(Recorded data)
#####

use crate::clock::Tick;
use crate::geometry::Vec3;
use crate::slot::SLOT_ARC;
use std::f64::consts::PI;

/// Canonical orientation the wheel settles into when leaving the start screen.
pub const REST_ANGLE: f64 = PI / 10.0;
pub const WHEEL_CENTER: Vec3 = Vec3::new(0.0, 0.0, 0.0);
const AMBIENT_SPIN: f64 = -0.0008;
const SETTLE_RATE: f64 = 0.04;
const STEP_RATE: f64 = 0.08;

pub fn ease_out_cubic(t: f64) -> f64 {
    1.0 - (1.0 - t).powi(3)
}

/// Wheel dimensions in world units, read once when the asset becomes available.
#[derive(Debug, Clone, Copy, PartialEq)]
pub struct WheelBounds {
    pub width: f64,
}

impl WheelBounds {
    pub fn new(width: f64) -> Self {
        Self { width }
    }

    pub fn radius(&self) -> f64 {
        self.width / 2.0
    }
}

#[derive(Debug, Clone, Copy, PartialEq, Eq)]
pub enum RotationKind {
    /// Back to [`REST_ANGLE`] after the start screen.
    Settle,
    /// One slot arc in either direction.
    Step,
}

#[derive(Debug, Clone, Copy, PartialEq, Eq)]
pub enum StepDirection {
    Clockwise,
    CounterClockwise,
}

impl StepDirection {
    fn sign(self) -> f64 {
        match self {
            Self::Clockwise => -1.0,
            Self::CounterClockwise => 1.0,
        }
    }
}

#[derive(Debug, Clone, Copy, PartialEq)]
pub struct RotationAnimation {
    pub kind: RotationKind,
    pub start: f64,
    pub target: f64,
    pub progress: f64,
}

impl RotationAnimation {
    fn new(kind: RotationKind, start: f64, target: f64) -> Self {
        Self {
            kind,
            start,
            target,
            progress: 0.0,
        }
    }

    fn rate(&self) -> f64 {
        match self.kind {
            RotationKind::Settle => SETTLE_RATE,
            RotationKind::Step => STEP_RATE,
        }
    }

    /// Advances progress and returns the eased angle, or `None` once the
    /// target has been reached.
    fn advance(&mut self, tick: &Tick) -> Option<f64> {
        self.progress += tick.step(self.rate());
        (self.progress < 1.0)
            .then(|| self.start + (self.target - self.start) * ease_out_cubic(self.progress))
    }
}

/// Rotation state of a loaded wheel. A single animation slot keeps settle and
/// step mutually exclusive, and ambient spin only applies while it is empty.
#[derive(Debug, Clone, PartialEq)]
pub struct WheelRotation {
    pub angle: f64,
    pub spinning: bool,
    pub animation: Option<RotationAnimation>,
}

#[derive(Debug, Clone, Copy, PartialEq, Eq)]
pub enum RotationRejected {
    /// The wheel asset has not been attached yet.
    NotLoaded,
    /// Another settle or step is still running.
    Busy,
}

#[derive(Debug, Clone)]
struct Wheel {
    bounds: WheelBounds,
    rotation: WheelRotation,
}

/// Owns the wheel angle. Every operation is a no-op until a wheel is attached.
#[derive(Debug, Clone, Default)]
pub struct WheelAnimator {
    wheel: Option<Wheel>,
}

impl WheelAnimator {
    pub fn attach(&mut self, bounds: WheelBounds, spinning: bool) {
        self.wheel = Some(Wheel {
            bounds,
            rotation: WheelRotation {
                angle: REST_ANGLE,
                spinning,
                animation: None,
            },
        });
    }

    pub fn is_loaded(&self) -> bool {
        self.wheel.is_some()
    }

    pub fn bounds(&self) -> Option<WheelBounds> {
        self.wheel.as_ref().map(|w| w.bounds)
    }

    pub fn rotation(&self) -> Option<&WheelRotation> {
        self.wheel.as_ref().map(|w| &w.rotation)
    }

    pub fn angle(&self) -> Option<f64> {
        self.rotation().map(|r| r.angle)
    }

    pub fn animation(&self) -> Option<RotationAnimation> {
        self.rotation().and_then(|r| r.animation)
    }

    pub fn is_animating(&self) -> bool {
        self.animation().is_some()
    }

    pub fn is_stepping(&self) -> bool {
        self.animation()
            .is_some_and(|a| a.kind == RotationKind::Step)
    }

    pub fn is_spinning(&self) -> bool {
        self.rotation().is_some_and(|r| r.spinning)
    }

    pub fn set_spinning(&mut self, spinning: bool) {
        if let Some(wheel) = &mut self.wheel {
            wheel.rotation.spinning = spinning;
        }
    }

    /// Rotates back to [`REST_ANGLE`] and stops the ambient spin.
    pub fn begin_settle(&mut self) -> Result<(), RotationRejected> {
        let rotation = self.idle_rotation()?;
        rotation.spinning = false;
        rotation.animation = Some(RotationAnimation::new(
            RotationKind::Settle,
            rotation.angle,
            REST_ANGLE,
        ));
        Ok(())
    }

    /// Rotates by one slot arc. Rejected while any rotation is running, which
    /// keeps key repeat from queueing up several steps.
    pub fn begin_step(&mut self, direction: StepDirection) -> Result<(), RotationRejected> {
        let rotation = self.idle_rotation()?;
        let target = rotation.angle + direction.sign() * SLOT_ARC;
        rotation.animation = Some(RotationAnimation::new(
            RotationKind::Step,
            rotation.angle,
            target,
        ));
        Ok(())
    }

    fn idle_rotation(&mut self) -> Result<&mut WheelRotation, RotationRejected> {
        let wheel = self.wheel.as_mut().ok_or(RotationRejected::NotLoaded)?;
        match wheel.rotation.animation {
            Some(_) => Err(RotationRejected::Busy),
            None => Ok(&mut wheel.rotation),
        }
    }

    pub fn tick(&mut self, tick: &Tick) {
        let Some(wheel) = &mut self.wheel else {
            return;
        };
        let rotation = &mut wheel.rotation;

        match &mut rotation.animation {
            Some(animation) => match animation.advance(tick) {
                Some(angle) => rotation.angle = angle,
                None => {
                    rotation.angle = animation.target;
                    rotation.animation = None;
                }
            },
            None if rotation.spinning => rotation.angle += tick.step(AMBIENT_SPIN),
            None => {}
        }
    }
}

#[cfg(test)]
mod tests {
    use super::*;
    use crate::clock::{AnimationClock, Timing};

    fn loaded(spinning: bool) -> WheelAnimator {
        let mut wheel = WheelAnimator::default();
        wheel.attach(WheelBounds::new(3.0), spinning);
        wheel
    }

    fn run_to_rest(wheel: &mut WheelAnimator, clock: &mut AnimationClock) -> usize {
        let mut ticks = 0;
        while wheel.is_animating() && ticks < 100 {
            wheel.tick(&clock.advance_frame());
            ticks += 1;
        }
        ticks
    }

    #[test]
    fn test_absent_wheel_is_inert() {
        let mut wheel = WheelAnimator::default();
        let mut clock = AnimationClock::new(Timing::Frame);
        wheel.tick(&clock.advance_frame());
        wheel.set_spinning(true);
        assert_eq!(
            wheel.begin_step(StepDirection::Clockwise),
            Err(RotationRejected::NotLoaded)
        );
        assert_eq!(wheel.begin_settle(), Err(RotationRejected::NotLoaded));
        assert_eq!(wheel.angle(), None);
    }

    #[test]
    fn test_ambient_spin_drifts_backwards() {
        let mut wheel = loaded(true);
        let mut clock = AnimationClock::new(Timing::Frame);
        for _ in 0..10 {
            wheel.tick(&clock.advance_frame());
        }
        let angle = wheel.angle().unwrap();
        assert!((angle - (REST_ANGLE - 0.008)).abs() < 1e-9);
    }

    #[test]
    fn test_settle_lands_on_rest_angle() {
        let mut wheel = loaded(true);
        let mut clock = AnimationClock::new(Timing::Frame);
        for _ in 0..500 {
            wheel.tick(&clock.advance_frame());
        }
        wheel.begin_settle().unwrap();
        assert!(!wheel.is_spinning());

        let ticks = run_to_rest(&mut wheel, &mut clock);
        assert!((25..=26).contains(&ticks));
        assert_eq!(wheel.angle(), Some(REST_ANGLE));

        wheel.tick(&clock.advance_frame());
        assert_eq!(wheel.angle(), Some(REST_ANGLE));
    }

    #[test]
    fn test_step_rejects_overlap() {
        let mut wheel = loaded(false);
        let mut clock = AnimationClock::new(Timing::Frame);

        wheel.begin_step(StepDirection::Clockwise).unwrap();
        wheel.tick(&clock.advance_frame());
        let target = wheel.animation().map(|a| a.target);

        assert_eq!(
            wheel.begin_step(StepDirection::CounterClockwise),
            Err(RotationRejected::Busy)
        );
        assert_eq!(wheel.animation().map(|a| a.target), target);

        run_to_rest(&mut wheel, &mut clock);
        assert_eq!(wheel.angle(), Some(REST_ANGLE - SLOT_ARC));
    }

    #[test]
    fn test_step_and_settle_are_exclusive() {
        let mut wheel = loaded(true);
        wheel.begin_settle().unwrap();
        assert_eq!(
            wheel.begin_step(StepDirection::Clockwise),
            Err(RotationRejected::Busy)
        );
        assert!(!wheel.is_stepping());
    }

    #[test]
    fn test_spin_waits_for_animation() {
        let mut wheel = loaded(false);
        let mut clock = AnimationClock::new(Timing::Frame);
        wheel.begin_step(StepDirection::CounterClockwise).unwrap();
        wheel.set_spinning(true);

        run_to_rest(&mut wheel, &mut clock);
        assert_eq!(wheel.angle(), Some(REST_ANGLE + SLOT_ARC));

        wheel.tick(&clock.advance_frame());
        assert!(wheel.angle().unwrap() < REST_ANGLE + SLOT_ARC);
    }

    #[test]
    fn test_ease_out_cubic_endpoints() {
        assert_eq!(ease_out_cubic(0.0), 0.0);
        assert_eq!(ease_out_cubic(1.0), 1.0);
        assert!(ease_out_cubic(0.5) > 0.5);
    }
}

#####

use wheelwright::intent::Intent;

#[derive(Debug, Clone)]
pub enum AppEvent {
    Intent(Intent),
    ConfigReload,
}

#####

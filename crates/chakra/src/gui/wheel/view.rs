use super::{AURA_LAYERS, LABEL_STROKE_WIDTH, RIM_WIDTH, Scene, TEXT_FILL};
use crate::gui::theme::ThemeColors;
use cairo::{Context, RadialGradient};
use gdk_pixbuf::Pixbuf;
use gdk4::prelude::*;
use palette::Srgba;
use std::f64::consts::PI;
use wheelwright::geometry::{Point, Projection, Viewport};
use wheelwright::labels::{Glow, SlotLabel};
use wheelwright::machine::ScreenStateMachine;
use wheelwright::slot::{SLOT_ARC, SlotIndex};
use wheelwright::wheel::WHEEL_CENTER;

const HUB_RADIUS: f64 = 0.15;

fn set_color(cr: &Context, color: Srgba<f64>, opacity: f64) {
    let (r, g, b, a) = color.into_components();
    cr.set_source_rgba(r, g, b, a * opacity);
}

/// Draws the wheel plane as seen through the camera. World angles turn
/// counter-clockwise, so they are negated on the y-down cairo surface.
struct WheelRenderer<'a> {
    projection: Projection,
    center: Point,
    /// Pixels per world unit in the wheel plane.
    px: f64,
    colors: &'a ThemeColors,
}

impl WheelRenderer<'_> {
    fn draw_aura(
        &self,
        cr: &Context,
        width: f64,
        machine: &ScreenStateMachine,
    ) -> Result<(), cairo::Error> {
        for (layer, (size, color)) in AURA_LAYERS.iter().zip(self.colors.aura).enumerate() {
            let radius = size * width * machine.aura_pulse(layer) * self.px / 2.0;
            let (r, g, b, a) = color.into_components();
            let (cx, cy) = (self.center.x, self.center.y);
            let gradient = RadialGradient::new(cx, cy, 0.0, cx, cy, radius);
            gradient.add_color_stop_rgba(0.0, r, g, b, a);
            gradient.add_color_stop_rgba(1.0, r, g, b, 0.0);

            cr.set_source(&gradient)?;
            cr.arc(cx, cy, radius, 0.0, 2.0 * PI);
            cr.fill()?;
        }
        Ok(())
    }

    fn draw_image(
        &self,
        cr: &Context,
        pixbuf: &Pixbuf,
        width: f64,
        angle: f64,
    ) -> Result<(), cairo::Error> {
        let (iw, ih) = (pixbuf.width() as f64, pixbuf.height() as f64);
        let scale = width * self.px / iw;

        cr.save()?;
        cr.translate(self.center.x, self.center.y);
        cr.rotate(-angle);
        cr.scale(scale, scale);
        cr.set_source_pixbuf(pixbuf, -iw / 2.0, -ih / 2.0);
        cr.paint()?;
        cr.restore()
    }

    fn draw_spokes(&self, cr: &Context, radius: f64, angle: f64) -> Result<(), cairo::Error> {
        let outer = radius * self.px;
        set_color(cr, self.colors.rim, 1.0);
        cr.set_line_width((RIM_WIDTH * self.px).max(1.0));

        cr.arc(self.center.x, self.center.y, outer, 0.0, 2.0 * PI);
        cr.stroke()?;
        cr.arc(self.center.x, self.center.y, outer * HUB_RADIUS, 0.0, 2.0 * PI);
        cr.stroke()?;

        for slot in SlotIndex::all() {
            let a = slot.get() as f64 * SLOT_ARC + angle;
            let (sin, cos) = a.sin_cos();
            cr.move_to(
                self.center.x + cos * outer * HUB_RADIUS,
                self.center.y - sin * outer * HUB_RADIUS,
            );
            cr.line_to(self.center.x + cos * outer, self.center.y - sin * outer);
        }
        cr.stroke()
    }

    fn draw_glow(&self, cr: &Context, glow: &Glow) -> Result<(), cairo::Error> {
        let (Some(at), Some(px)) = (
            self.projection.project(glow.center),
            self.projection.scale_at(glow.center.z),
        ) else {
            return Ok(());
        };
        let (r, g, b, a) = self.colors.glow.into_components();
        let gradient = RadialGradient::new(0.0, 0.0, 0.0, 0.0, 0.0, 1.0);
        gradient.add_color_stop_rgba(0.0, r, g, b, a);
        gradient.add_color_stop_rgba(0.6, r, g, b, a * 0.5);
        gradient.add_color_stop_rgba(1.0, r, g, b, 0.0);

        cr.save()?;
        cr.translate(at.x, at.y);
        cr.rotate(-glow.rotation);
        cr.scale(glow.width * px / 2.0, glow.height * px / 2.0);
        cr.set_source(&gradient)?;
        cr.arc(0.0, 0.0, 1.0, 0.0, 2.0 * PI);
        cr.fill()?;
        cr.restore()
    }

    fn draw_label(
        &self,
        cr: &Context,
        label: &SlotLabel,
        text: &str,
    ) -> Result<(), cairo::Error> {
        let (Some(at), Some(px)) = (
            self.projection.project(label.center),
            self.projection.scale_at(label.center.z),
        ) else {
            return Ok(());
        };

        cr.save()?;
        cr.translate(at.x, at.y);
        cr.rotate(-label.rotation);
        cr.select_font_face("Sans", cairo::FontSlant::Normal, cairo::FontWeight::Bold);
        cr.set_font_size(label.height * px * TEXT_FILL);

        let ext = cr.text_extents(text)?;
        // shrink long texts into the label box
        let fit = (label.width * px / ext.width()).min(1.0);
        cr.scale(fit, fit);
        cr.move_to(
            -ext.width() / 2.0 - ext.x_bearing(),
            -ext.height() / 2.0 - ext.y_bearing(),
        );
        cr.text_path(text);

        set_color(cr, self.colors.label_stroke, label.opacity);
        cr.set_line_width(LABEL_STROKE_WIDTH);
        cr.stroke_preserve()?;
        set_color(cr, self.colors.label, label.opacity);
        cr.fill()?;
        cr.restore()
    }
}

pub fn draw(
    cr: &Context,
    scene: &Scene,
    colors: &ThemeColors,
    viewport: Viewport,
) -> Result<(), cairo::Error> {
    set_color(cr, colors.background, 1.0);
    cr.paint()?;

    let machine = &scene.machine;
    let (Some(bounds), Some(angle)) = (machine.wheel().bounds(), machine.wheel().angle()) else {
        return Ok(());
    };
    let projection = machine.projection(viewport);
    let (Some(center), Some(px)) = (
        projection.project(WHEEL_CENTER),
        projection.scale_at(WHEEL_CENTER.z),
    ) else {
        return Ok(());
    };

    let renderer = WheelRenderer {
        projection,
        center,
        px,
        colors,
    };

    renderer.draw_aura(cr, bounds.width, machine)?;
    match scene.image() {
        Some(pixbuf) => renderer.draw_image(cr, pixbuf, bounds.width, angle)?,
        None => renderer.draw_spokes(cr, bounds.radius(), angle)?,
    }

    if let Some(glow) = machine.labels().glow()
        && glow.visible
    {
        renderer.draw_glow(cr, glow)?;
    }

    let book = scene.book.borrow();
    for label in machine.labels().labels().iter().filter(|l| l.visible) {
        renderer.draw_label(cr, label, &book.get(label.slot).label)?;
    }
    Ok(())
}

#####

Reproduce only the lines above, starting at the line with "use crate::clock::Tick;" and ending at the line with "pub struct RotationAnimation", exactly as written.

#### [Exercise answer]
use crate::clock::Tick;
use crate::geometry::Vec3;
use crate::slot::SLOT_ARC;
use std::f64::consts::PI;

/// Canonical orientation the wheel settles into when leaving the start screen.
pub const REST_ANGLE: f64 = PI / 10.0;
pub const WHEEL_CENTER: Vec3 = Vec3::new(0.0, 0.0, 0.0);
const AMBIENT_SPIN: f64 = -0.0008;
const SETTLE_RATE: f64 = 0.04;
const STEP_RATE: f64 = 0.08;

pub fn ease_out_cubic(t: f64) -> f64 {
    1.0 - (1.0 - t).powi(3)
}

/// Wheel dimensions in world units, read once when the asset becomes available.
#[derive(Debug, Clone, Copy, PartialEq)]
pub struct WheelBounds {
    pub width: f64,
}

impl WheelBounds {
    pub fn new(width: f64) -> Self {
        Self { width }
    }

    pub fn radius(&self) -> f64 {
        self.width / 2.0
    }
}

#[derive(Debug, Clone, Copy, PartialEq, Eq)]
pub enum RotationKind {
    /// Back to [`REST_ANGLE`] after the start screen.
    Settle,
    /// One slot arc in either direction.
    Step,
}

#[derive(Debug, Clone, Copy, PartialEq, Eq)]
pub enum StepDirection {
    Clockwise,
    CounterClockwise,
}

impl StepDirection {
    fn sign(self) -> f64 {
        match self {
            Self::Clockwise => -1.0,
            Self::CounterClockwise => 1.0,
        }
    }
}

#[derive(Debug, Clone, Copy, PartialEq)]
pub struct RotationAnimation {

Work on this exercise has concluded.